= Niccolo Cosme =

Niccolo Cosme (born May 15, 1980, in Cavite, Philippines) is a conceptual photographer based in Manila, Philippines. His father is Caesar Colet Cosme, a television writer and director.

He was part of Celebrity Duets: Philippine Edition Season 3, an interactive reality based singing contest which was produced by Fremantle Media and Simon Cowell which also produced the original version in the United States. The Philippine edition was broadcast in GMA 7

==Advocacy==
An outspoken LGBT activist he hosted the "I Am Not Immoral" photo exhibition to protest against the exclusion of the LGBT "Ang Ladlad" list from elections in 2010. Cosme is also an HIV/AIDS awareness advocate; he started The Red Whistle campaign in 2011 to raise awareness and understanding of HIV/AIDS in the Philippines.

==Awards and recognition==
His interest in Christian iconography won him the international photographic competition by the Professional Photographers of America held in Korea in 2011.

In February 2012, Cosme received the Ani ng Dangal or "Harvest of Honors" together with 32 other Filipino artists from different fields by the National Commission for Culture and the Arts.

==Career==

=== Project Headshot Clinic ===
In 2007, Cosme started "Project Headshot Clinic", a digital concept that merges profile photos used online with advertisement and/or advocacies. He sees profile photos as "online billboards" which caught the attention of some of the big brands in the Philippines and international entities such as the Joint United Nations Programme on HIV/AIDS (UNAIDS). In 2008, he took this project to other countries such as Vietnam, Cambodia and Macau. He also conceptualized and produced a series he called "COSME XXX" in 2010 as his personal tribute to "pain", one of his greatest inspirations. This series featured a number of images inspired by Christian Iconography such as the Madonna, the Crucifixion and the Pieta. In May 2011, he collaborated with the Department of Foreign Affairs (Philippines), FSI (Foreign Service Institute), ACHIEVE (Action for Health Initiatives, Inc.) and UNDP (United Nations Development Program) with his photo exhibit "Resplendor" (Blinding Light), a series depicting the different realities of HIV/AIDS in the Philippines.

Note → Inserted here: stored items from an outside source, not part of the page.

//! Relative valuation multiples.
//!
//! Ten ratios derived from a single [`FinancialSnapshot`]. Each ratio is
//! resolved independently: a missing or non-positive denominator nulls
//! that ratio alone and never cascades into its siblings.

use serde::{Deserialize, Serialize};

use crate::core::error::Result;
use crate::core::snapshot::{normalize_ticker, FinancialSnapshot};

/// Valuation multiples for one ticker.
///
/// A `None` ratio means a required input was unknown or the denominator
/// was non-positive; it is never coerced to zero.
#[derive(Debug, Clone, PartialEq, Serialize, Deserialize)]
pub struct MultiplesResult {
    pub ticker: String,
    pub price_to_earnings: Option<f64>,
    pub ev_to_ebitda: Option<f64>,
    pub ev_to_ebit: Option<f64>,
    pub price_to_book: Option<f64>,
    pub debt_to_equity: Option<f64>,
    pub ev_to_invested_capital: Option<f64>,
    pub ev_to_fcf: Option<f64>,
    pub price_to_cash_flow: Option<f64>,
    pub ev_to_sales: Option<f64>,
    pub ev_to_revenue_per_employee: Option<f64>,
}

impl MultiplesResult {
    /// Number of ratios that resolved to a value.
    pub fn resolved_count(&self) -> usize {
        [
            self.price_to_earnings,
            self.ev_to_ebitda,
            self.ev_to_ebit,
            self.price_to_book,
            self.debt_to_equity,
            self.ev_to_invested_capital,
            self.ev_to_fcf,
            self.price_to_cash_flow,
            self.ev_to_sales,
            self.ev_to_revenue_per_employee,
        ]
        .iter()
        .filter(|r| r.is_some())
        .count()
    }
}

/// Divide with the engine's null policy: the denominator must be known,
/// positive and produce a finite quotient.
fn ratio(numerator: Option<f64>, denominator: Option<f64>) -> Option<f64> {
    let n = numerator?;
    let d = denominator.filter(|d| *d > 0.0)?;
    let value = n / d;
    value.is_finite().then_some(value)
}

/// Calculate the ten valuation multiples for a snapshot.
///
/// Total for well-typed input: apart from ticker validation this never
/// fails, it only nulls individual ratios.
pub fn calculate_multiples(
    ticker: &str,
    snapshot: &FinancialSnapshot,
) -> Result<MultiplesResult> {
    let ticker = normalize_ticker(ticker)?;

    let market_cap = snapshot.market_cap();
    let ev = snapshot.enterprise_value();
    let revenue_per_employee = ratio(snapshot.revenue, snapshot.employee_count);

    log::debug!("calculating multiples for {ticker}");

    Ok(MultiplesResult {
        ticker,
        price_to_earnings: ratio(market_cap, snapshot.net_income),
        ev_to_ebitda: ratio(ev, snapshot.ebitda),
        ev_to_ebit: ratio(ev, snapshot.ebit),
        price_to_book: ratio(market_cap, snapshot.book_value),
        debt_to_equity: ratio(snapshot.total_debt, snapshot.book_value),
        ev_to_invested_capital: ratio(ev, snapshot.invested_capital),
        ev_to_fcf: ratio(ev, snapshot.free_cash_flow),
        price_to_cash_flow: ratio(market_cap, snapshot.operating_cash_flow),
        ev_to_sales: ratio(ev, snapshot.revenue),
        ev_to_revenue_per_employee: ratio(ev, revenue_per_employee),
    })
}
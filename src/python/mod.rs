//! Python interface for the valuation engine.

pub mod bindings;
pub mod numpy_bridge;
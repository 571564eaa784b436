//! Renderable summaries of the simulated ensemble.
//!
//! The engine does not draw; it hands the orchestrator compact data the
//! UI can plot: a small sample of full price paths and a binned
//! histogram of terminal returns.

use serde::{Deserialize, Serialize};

/// Number of full paths retained for plotting.
pub const SAMPLE_PATH_COUNT: usize = 10;

/// Number of histogram bins for the terminal-return distribution.
pub const HISTOGRAM_BINS: usize = 50;

/// A sample of simulated price paths, each including the spot at t=0.
#[derive(Debug, Clone, PartialEq, Serialize, Deserialize)]
pub struct PathEnsemble {
    /// Steps per path, excluding the starting point.
    pub steps: usize,
    /// Sampled paths, `steps + 1` points each.
    pub paths: Vec<Vec<f64>>,
}

/// Binned distribution summary.
#[derive(Debug, Clone, PartialEq, Serialize, Deserialize)]
pub struct Histogram {
    /// Bin edges, `counts.len() + 1` entries, ascending.
    pub bin_edges: Vec<f64>,
    /// Observations per bin.
    pub counts: Vec<usize>,
}

impl Histogram {
    /// Bin `values` into `bins` equal-width buckets spanning their range.
    ///
    /// A degenerate range (all values equal, e.g. zero volatility) falls
    /// into a single unit-width bin centered on the value.
    pub fn from_values(values: &[f64], bins: usize) -> Self {
        if values.is_empty() || bins == 0 {
            return Self {
                bin_edges: Vec::new(),
                counts: Vec::new(),
            };
        }

        let min = values.iter().cloned().fold(f64::INFINITY, f64::min);
        let max = values.iter().cloned().fold(f64::NEG_INFINITY, f64::max);

        if !(max > min) {
            return Self {
                bin_edges: vec![min - 0.5, min + 0.5],
                counts: vec![values.len()],
            };
        }

        let width = (max - min) / bins as f64;
        let bin_edges: Vec<f64> = (0..=bins).map(|i| min + i as f64 * width).collect();
        let mut counts = vec![0usize; bins];
        for &v in values {
            let idx = (((v - min) / width) as usize).min(bins - 1);
            counts[idx] += 1;
        }

        Self { bin_edges, counts }
    }
}

#[cfg(test)]
mod tests {
    use super::*;

    #[test]
    fn test_histogram_counts_sum_to_input() {
        let values: Vec<f64> = (0..1000).map(|i| (i as f64 * 0.37).sin()).collect();
        let hist = Histogram::from_values(&values, HISTOGRAM_BINS);

        assert_eq!(hist.counts.len(), HISTOGRAM_BINS);
        assert_eq!(hist.bin_edges.len(), HISTOGRAM_BINS + 1);
        assert_eq!(hist.counts.iter().sum::<usize>(), 1000);
    }

    #[test]
    fn test_histogram_edges_cover_range() {
        let values = [-0.2, -0.1, 0.0, 0.3, 0.5];
        let hist = Histogram::from_values(&values, 5);

        assert!((hist.bin_edges[0] - (-0.2)).abs() < 1e-12);
        assert!((hist.bin_edges[5] - 0.5).abs() < 1e-12);
        // Max value lands in the last bin, not out of range.
        assert!(hist.counts[4] >= 1);
    }

    #[test]
    fn test_histogram_degenerate_range() {
        let values = [0.08; 200];
        let hist = Histogram::from_values(&values, 50);

        assert_eq!(hist.counts, vec![200]);
        assert_eq!(hist.bin_edges.len(), 2);
    }

    #[test]
    fn test_histogram_empty() {
        let hist = Histogram::from_values(&[], 50);
        assert!(hist.counts.is_empty());
        assert!(hist.bin_edges.is_empty());
    }
}
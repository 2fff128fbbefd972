//! Binary operators.

/// Operators that survive the semantic pass as plain binary expressions.
/// Structural operators (`.`, `[`, `{`, `^`, `:=`, `@`, `#`, `~>`) are
/// rewritten into dedicated node kinds instead.
#[derive(Debug, Clone, Copy, PartialEq, Eq)]
pub enum BinaryOp {
    // Arithmetic
    Add,
    Subtract,
    Multiply,
    Divide,
    Modulo,

    // Comparison
    Equal,
    NotEqual,
    LessThan,
    LessEqual,
    GreaterThan,
    GreaterEqual,

    // Logical (short-circuiting)
    And,
    Or,

    /// Membership test (`in`)
    In,
    /// String concatenation (`&`)
    Concat,
    /// Integer range (`..`), only valid inside array constructors
    Range,
}

impl BinaryOp {
    /// Source-level operator symbol, for error messages.
    pub fn symbol(&self) -> &'static str {
        match self {
            BinaryOp::Add => "+",
            BinaryOp::Subtract => "-",
            BinaryOp::Multiply => "*",
            BinaryOp::Divide => "/",
            BinaryOp::Modulo => "%",
            BinaryOp::Equal => "=",
            BinaryOp::NotEqual => "!=",
            BinaryOp::LessThan => "<",
            BinaryOp::LessEqual => "<=",
            BinaryOp::GreaterThan => ">",
            BinaryOp::GreaterEqual => ">=",
            BinaryOp::And => "and",
            BinaryOp::Or => "or",
            BinaryOp::In => "in",
            BinaryOp::Concat => "&",
            BinaryOp::Range => "..",
        }
    }
}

=== Midnight Dream Studio ===
In October 2024, Cosme established Midnight Dream Studio, described by Metro.Style as “the biggest photoshoot studio in the country” and the “largest indoor studio in Metro Manila”.
The 1,000-square-meter creative space, located on the 4th floor of On Top of the Glo, K-Park, Glorietta Mall in Makati, features over 40 dream-themed sets designed to support photography, film, and multimedia productions. The sets are designed to be “interchangeable and evolve with the latest trends”, though some signature spaces remain as permanent fixtures. It serves as a collaborative venue for artists, brands, and content creators, aiming to foster creativity, innovation, and community engagement within the local visual arts industry.

Cosme serves as the owner, creative director, photographer, and Chief Executive Officer of Midnight Dream Studio, handling the creative direction while working with business partners who manage the business side.